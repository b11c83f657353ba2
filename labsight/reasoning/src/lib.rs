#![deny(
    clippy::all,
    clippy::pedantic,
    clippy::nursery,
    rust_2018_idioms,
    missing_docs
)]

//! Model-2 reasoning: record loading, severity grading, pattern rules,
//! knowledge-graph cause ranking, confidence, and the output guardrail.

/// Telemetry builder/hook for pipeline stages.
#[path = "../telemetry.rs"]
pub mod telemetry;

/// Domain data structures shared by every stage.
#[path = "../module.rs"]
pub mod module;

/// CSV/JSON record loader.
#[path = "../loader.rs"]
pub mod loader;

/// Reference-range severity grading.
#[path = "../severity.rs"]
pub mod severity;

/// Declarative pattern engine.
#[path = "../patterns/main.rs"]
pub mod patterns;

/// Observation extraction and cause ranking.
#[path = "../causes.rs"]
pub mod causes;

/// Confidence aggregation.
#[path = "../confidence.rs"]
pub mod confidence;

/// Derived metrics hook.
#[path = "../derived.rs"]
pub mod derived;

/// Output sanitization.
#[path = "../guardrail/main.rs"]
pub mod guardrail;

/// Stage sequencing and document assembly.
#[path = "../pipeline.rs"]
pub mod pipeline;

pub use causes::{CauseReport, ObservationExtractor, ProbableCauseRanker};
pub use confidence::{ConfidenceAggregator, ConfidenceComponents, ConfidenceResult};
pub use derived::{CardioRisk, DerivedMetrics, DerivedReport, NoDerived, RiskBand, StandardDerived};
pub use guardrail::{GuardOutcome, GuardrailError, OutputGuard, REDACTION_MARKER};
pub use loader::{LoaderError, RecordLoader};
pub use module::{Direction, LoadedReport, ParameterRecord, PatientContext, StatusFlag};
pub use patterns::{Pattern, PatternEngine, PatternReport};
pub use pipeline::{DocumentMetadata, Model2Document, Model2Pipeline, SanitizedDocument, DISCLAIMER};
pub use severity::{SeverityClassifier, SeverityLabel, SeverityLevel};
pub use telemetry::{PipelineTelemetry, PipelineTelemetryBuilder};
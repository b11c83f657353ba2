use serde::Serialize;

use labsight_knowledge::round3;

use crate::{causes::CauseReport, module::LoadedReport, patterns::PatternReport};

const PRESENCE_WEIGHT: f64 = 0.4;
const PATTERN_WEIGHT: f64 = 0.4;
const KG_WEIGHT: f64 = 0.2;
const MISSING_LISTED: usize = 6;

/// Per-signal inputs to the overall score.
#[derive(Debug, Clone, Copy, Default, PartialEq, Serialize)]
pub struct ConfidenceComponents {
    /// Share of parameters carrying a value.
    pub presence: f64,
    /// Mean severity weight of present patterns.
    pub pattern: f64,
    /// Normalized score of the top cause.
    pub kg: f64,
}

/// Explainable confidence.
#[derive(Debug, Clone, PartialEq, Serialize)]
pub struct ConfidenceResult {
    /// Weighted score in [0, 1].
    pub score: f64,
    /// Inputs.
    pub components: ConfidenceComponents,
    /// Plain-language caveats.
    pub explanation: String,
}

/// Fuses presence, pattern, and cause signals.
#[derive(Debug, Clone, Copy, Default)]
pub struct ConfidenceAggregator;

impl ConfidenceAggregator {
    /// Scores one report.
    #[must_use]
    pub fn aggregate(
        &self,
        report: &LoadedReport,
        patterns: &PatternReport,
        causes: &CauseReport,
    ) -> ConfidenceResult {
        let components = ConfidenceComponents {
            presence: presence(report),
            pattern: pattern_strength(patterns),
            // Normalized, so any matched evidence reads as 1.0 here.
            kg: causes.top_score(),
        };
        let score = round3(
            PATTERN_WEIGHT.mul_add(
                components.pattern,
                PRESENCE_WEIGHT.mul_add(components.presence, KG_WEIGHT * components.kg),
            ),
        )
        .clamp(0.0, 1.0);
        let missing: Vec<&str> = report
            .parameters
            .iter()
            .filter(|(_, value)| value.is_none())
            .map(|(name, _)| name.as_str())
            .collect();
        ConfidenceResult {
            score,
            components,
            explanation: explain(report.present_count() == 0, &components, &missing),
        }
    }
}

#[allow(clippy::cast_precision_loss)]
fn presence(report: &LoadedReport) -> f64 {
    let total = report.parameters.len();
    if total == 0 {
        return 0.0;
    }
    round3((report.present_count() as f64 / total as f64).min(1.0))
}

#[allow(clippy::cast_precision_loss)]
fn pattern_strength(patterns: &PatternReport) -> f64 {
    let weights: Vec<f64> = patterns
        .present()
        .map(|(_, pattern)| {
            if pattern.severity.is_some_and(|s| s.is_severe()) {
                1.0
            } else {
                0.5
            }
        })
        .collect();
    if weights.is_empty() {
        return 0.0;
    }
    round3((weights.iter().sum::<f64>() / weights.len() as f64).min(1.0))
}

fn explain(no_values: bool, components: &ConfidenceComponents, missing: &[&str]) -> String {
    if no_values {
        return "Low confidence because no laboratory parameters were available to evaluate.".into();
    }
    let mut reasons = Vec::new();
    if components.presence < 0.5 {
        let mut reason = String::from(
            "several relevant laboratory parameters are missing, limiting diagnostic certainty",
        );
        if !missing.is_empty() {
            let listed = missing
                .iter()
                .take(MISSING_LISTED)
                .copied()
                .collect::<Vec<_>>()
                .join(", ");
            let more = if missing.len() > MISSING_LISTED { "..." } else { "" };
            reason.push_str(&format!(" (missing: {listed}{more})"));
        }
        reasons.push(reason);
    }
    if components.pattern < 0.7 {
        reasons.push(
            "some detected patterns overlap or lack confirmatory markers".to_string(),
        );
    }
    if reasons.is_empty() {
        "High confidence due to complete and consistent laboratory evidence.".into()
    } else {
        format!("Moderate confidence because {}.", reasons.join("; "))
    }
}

What is required:
Start at the first line of the material and transcribe each line exactly, stopping once the line containing "the output guardrail." has been written.

Answer space:
repository b11c83f657353ba2
filename labsight/reasoning/src/lib.rs
#![deny(
    clippy::all,
    clippy::pedantic,
    clippy::nursery,
    rust_2018_idioms,
    missing_docs
)]

//! Model-2 reasoning: record loading, severity grading, pattern rules,
//! knowledge-graph cause ranking, confidence, and the output guardrail.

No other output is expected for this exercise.